Era uma atitude ilógica, Spock diria. Eles estavam presos em uma nave no meio do espaço, uma hora eles se encontrariam. Se não fosse naquele mesmo dia, seria na manhã seguinte, na ponte de comando. Ele e Spock tinham o Turno Alfa juntos.

Uma hora Jim teria de saber a decisão de Spock. E ele repetia a si mesmo que não deveria parecer cabisbaixo quando Spock o fizesse. Spock tinha o direito de tomar suas próprias decisões sem qualquer influência de Jim.

Todo o esforço de Jim em se esconder se provou inútil quando Spock o abordou no corredor ao voltar da Engenharia. Jim forçou o sorriso de sempre para seu Primeiro Oficial, tentando parecer natural e animado como sempre.

― Capitão ― o vulcano o cumprimentou.

― Senhor Spock. ― Jim se surpreendeu ao ouvir como seu cumprimento soou genuinamente entusiasmado. Talvez fosse uma resposta natural ao ver o amigo. Força do hábito.

― Capitão. Você teria um tempo livre esta noite, as 2100? Há algo que eu gostaria de tratar.

― Claro, Spock. Em meu escritório?

― Não faço objeções.

― Até lá, então.

Jim ficou um pouco desconfortável com a forma que Spock estava olhando para ele.

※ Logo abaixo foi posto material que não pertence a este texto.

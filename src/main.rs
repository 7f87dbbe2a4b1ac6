#![doc = include_str!("../README.md")]

use clap::Parser;
use std::process::exit;

mod cli;
mod subcommands;

fn main() {
    let cli = match cli::Cli::parse().init_tracing_subscriber() {
        Ok(cli) => cli,
        Err(e) => {
            eprintln!("{:?}", e);
            exit(1);
        }
    };

    exit(cli.run());
}
mod common;

use common::TestRepo;
use pretty_assertions::assert_eq;
use git2::{BranchType, Repository};
use relbranch::{
    ctx::{BranchContext, BranchReport},
    errors::BranchError,
    errors::BranchResult,
    git::RepositoryExt,
    patch::{get_patch_config, GitPatchOps, PatchOps},
    prompt::ScriptedConfirm,
    settings::Unattended,
};

/// A repository with three packages under `src/`, checked out on `dev`.
fn workspace(versions: [&str; 3]) -> TestRepo {
    let t = TestRepo::with_commit();
    for (name, version) in ["alpha", "beta", "gamma"].into_iter().zip(versions) {
        t.commit_package(&format!("src/{}", name), name, version);
    }
    t.repo.create_branch("dev", true).unwrap();
    t
}

/// Gives `release/<name>` an existing branch pair whose recorded parent is `other`.
fn pin_to_other_parent(t: &TestRepo, name: &str) {
    let start = t.current();
    t.repo.checkout_branch("master").unwrap();
    if !t.exists("other") {
        t.repo.create_branch("other", false).unwrap();
    }
    let dst = format!("release/{}", name);
    t.repo.create_branch(&dst, false).unwrap();
    t.write_config(&format!("patches/{}", dst), "other", &t.tip(&dst));
    t.repo.checkout_branch(&start).unwrap();
}

#[test]
fn failing_package_does_not_stop_the_batch() {
    let t = workspace(["1.0.0", "1.0.0", "1.0.0"]);
    pin_to_other_parent(&t, "beta");
    let beta_tip = t.tip("release/beta");
    let ctx = BranchContext::new(&t.repo, Unattended::Abort).with_patch_ops(&GitPatchOps);

    let report = ctx
        .branch_packages("master", "release/", false, false, t.path())
        .unwrap();

    assert_eq!(report.version, "1.0.0");
    let branches = report
        .packages
        .iter()
        .map(|p| p.branch.as_str())
        .collect::<Vec<_>>();
    assert_eq!(branches, vec!["release/alpha", "release/beta", "release/gamma"]);
    assert!(report.packages[0].result.is_ok());
    assert!(matches!(
        report.packages[1].result,
        Err(BranchError::Declined(_))
    ));
    assert!(report.packages[2].result.is_ok());
    assert_eq!(report.exit_code(), BranchError::Declined(String::new()).exit_code());

    assert_eq!(t.current(), "dev");
    assert_eq!(t.tip("release/beta"), beta_tip);
    for name in ["alpha", "gamma"] {
        let dst = format!("release/{}", name);
        let config = get_patch_config(&t.repo, &format!("patches/{}", dst))
            .unwrap()
            .unwrap();
        assert_eq!(config.parent, "master");
        assert_eq!(config.trim, format!("src/{}", name));
        assert_eq!(config.base, t.tip(&dst));
        assert!(t.read_at(&dst, "package.xml").unwrap().contains(name));
    }
}

#[test]
fn last_failure_decides_the_exit_code() {
    let t = workspace(["1.0.0", "1.0.0", "1.0.0"]);
    pin_to_other_parent(&t, "alpha");
    t.write_raw_config(
        "patches/release/gamma",
        &[("parent", "master"), ("base", ""), ("trim", ""), ("trimbase", ""), ("extra", "1")],
    );
    let ctx = BranchContext::new(&t.repo, Unattended::Abort).with_patch_ops(&GitPatchOps);

    let report = ctx
        .branch_packages("master", "release", false, false, t.path())
        .unwrap();

    assert!(report.packages[1].result.is_ok());
    assert_eq!(
        report.exit_code(),
        BranchError::ConfigValidation(String::new()).exit_code()
    );
    assert_eq!(t.current(), "dev");
}

/// Deletes the source branch while trimming, so nothing can return to it afterwards.
struct DeletesSource<'s>(&'s str);

impl PatchOps for DeletesSource<'_> {
    fn trim(&self, repository: &Repository, _sub_dir: &str) -> BranchResult<()> {
        if let Ok(mut branch) = repository.find_branch(self.0, BranchType::Local) {
            branch.delete()?;
        }
        Ok(())
    }

    fn rebase(&self, _repository: &Repository) -> BranchResult<()> {
        Ok(())
    }
}

#[test]
fn failing_to_return_to_the_source_keeps_the_batch_going() {
    let t = workspace(["1.0.0", "1.0.0", "1.0.0"]);
    let ops = DeletesSource("master");
    let ctx = BranchContext::new(&t.repo, Unattended::Abort).with_patch_ops(&ops);

    let report = ctx
        .branch_packages("master", "release", false, false, t.path())
        .unwrap();

    assert_eq!(report.packages.len(), 3);
    let alpha = report.packages[0].result.as_ref().unwrap();
    assert!(matches!(alpha.followup_error, Some(BranchError::Git2(_))));
    assert_ne!(report.packages[0].exit_code(), 0);
    for package in &report.packages[1..] {
        assert!(matches!(
            package.result,
            Err(BranchError::MissingSourceBranch(_))
        ));
    }
    assert_eq!(
        report.exit_code(),
        BranchError::MissingSourceBranch(String::new()).exit_code()
    );
    assert!(t.exists("release/alpha"));
    assert_eq!(t.current(), "dev");
}

#[test]
fn version_mismatch_stops_before_branching() {
    let t = workspace(["1.0.0", "1.1.0", "1.0.0"]);
    let ctx = BranchContext::new(&t.repo, Unattended::Abort).with_patch_ops(&GitPatchOps);

    let err = ctx
        .branch_packages("master", "release", true, false, t.path())
        .unwrap_err();

    assert!(matches!(err, BranchError::VersionMismatch(_)));
    assert!(!t.exists("release/alpha"));
    assert_eq!(t.current(), "dev");
}

#[test]
fn no_packages_is_an_error() {
    let t = TestRepo::with_commit();
    let ctx = BranchContext::new(&t.repo, Unattended::Abort).with_patch_ops(&GitPatchOps);

    let err = ctx
        .branch_packages("master", "release", true, false, t.path())
        .unwrap_err();

    assert!(matches!(err, BranchError::NoPackages(_)));
    assert_eq!(t.current(), "master");
}

#[test]
fn declining_the_package_list_branches_nothing() {
    let t = workspace(["1.0.0", "1.0.0", "1.0.0"]);
    let confirm = ScriptedConfirm::new([false]);
    let ctx = BranchContext::new(&t.repo, Unattended::Abort)
        .with_confirm(&confirm)
        .with_patch_ops(&GitPatchOps);

    let err = ctx
        .branch_packages("master", "release", true, true, t.path())
        .unwrap_err();

    assert!(matches!(err, BranchError::Declined(_)));
    assert_eq!(confirm.asked().len(), 1);
    assert!(!t.exists("release/alpha"));
    assert_eq!(t.current(), "dev");
}

#[test]
fn legacy_stack_is_branched_by_name() {
    let t = TestRepo::with_commit();
    t.commit_file(
        "stack.xml",
        "<stack>\n  <name>langs</name>\n  <version>0.3.5</version>\n</stack>\n",
        "Add stack",
    );
    t.commit_package(".", "langs_pkg", "0.3.5");
    let ctx = BranchContext::new(&t.repo, Unattended::Abort).with_patch_ops(&GitPatchOps);

    let report = ctx
        .branch("master", "release", true, false, false, t.path())
        .unwrap();
    let BranchReport::Stack(outcome) = &report else {
        panic!("expected the stack to be branched");
    };
    assert_eq!(outcome.dst, "langs");
    assert_eq!(report.exit_code(), 0);
    assert_eq!(t.current(), "langs");

    t.repo.checkout_branch("master").unwrap();
    let report = ctx
        .branch("master", "release", true, false, true, t.path())
        .unwrap();
    let BranchReport::Packages(packages) = &report else {
        panic!("expected packages to be branched");
    };
    assert_eq!(packages.packages.len(), 1);
    assert_eq!(packages.packages[0].branch, "release/langs_pkg");
    // The package sits at the repository root, so nothing is trimmed.
    assert!(t.read_at("release/langs_pkg", "stack.xml").is_some());
    assert_eq!(t.current(), "master");
}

E temeu que o vulcano percebesse que seu sorriso estava começando a parecer forçado.

― Com licença, Capitão ― Spock se despediu com um leve inclinar de seu corpo e se afastou.

Jim soltou o ar lentamente. Ficou olhando para as costas de seu amigo enquanto ele se afastava e se viu desejando que a noite nunca chegasse.

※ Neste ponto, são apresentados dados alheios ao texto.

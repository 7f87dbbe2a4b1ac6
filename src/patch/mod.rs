//! Patch branch management: the stored config record and the operations that consume it.

use crate::{errors::BranchResult, git::RepositoryExt};
use git2::Repository;
use std::{fs, path::Path};
use tracing::debug;

pub mod config;
pub use config::{get_patch_config, set_patch_config, PatchConfig, PATCH_CONFIG_KEYS};

mod rebase;
pub use rebase::rebase_patches;

mod trim;
pub use trim::{normalize_sub_dir, trim};

/// Operations run on a destination branch after its config has been persisted.
///
/// These are collaborators of the branch orchestrator. Their failures are reported
/// against the branch, but never undo the branch creation or update itself.
pub trait PatchOps {
    /// Promotes `sub_dir` to the root of the current branch.
    fn trim(&self, repository: &Repository, sub_dir: &str) -> BranchResult<()>;

    /// Replays the stored patches onto the current branch.
    fn rebase(&self, repository: &Repository) -> BranchResult<()>;
}

/// [PatchOps] backed by git itself.
#[derive(Default, Debug, Clone, Copy)]
pub struct GitPatchOps;

impl PatchOps for GitPatchOps {
    fn trim(&self, repository: &Repository, sub_dir: &str) -> BranchResult<()> {
        trim(repository, Some(sub_dir), false, false)
    }

    fn rebase(&self, repository: &Repository) -> BranchResult<()> {
        rebase_patches(repository)
    }
}

/// Lists the `*.patch` files in `directory`, sorted by name.
pub fn list_patches(directory: &Path) -> BranchResult<Vec<String>> {
    let mut patches = fs::read_dir(directory)?
        .filter_map(|entry| entry.ok())
        .filter(|entry| entry.path().is_file())
        .filter_map(|entry| entry.file_name().into_string().ok())
        .filter(|name| name.ends_with(".patch"))
        .collect::<Vec<_>>();
    patches.sort();
    Ok(patches)
}

/// Points the tag `<current branch>/<version>` at `HEAD`.
pub fn update_tag(repository: &Repository, version: &str, force: bool) -> BranchResult<String> {
    let tag_name = format!("{}/{}", repository.current_branch_name()?, version);
    let head = repository.head()?.peel_to_commit()?;

    debug!("Updating tag {} to point to {}", tag_name, head.id());
    repository.tag_lightweight(&tag_name, head.as_object(), force)?;
    Ok(tag_name)
}
//! Contains the formatting logic for the [BranchContext] struct.

use super::{BranchContext, BranchPlan};
use crate::{constants::patches_branch, errors::BranchResult};
use nu_ansi_term::Color;
use std::fmt::Write;

impl<'a> BranchContext<'a> {
    /// Prints the summary of what branching `src` into `dst` is going to do.
    pub fn print_plan(&self, src: &str, dst: &str, plan: &BranchPlan) -> BranchResult<()> {
        let mut buf = String::new();
        write_plan(&mut buf, src, dst, plan).map_err(|e| anyhow::anyhow!(e))?;
        print!("{}", buf);
        Ok(())
    }

    /// Prints the destination branch each package is going to be branched into.
    pub fn print_package_branches<'p, I>(&self, mappings: I) -> BranchResult<()>
    where
        I: IntoIterator<Item = (&'p str, &'p str)>,
    {
        let mut buf = String::new();
        write_package_branches(&mut buf, mappings).map_err(|e| anyhow::anyhow!(e))?;
        print!("{}", buf);
        Ok(())
    }
}

/// Writes the summary of a [BranchPlan].
pub(crate) fn write_plan<W: Write>(
    w: &mut W,
    src: &str,
    dst: &str,
    plan: &BranchPlan,
) -> std::fmt::Result {
    writeln!(w, "Summary of changes:")?;
    if plan.create_dst {
        writeln!(
            w,
            "- The specified destination branch, {}, does not exist, it will be created from the source branch {}",
            Color::Blue.bold().paint(dst),
            Color::Blue.bold().paint(src)
        )?;
    }
    if plan.create_patches {
        writeln!(
            w,
            "- The destination patches branch, {}, does not exist, it will be created",
            Color::Blue.bold().paint(patches_branch(dst))
        )?;
    }
    writeln!(
        w,
        "- The working branch will be set to {}",
        Color::Green.bold().paint(dst)
    )
}

/// Writes one `package -> branch` line per mapping.
pub(crate) fn write_package_branches<'p, W, I>(w: &mut W, mappings: I) -> std::fmt::Result
where
    W: Write,
    I: IntoIterator<Item = (&'p str, &'p str)>,
{
    writeln!(w, "Branching these packages:")?;
    for (package, branch) in mappings {
        writeln!(
            w,
            "- {} -> {}",
            Color::Yellow.paint(package),
            Color::Blue.bold().paint(branch)
        )?;
    }
    Ok(())
}
//! User settings for `relbranch`, read from `~/.relbranch.toml`.

use crate::{
    constants::SETTINGS_FILE_NAME,
    errors::{BranchError, BranchResult},
};
use serde::Deserialize;
use std::{env, fs, path::PathBuf};

/// What to do when a significant change needs confirmation and nobody can be asked.
#[derive(Default, Debug, Clone, Copy, Eq, PartialEq, Deserialize)]
#[serde(rename_all = "lowercase")]
pub enum Unattended {
    /// Refuse the change.
    #[default]
    Abort,
    /// Apply the change, with a warning.
    Proceed,
}

/// The user settings file.
#[derive(Debug, Clone, Eq, PartialEq, Deserialize)]
#[serde(default)]
pub struct Settings {
    /// The branch prefix used when none is given on the command line.
    pub prefix: String,
    /// Policy for confirmations that cannot be prompted.
    pub unattended: Unattended,
}

impl Default for Settings {
    fn default() -> Self {
        Self {
            prefix: "release".to_string(),
            unattended: Unattended::Abort,
        }
    }
}

impl Settings {
    /// Loads the settings file, falling back to defaults if there is none.
    pub fn load() -> BranchResult<Self> {
        match settings_path() {
            Some(path) if path.exists() => Self::from_toml(&fs::read_to_string(path)?),
            _ => Ok(Self::default()),
        }
    }

    /// Parses settings from a TOML document.
    pub fn from_toml(contents: &str) -> BranchResult<Self> {
        toml::from_str::<Self>(contents).map_err(|e| BranchError::Other(e.into()))
    }
}

/// Returns the path to the settings file, if a home directory is known.
pub fn settings_path() -> Option<PathBuf> {
    env::var_os("HOME").map(|home| PathBuf::from(home).join(SETTINGS_FILE_NAME))
}

#[cfg(test)]
mod test {
    use super::*;

    #[test]
    fn empty_document_is_default() {
        assert_eq!(Settings::from_toml("").unwrap(), Settings::default());
    }

    #[test]
    fn parses_unattended_policy() {
        let settings = Settings::from_toml("unattended = \"proceed\"\n").unwrap();
        assert_eq!(settings.unattended, Unattended::Proceed);
        assert_eq!(settings.prefix, "release");
    }

    #[test]
    fn rejects_unknown_policy() {
        assert!(Settings::from_toml("unattended = \"maybe\"\n").is_err());
    }
}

Jim sempre soube que alguém poderia ser promovido ou transferido para outra nave, mas nunca relacionou essa possibilidade a Spock ou Leonard. Ele gostava de imaginar eles três sempre juntos. Era meio fantasioso, pensando agora.

Quando Spock saiu do seu campo de visão, Jim tomou consciência de que não sabia o que faria sem ele. Seria muito egoísmo da sua parte, pedir que ele ficasse?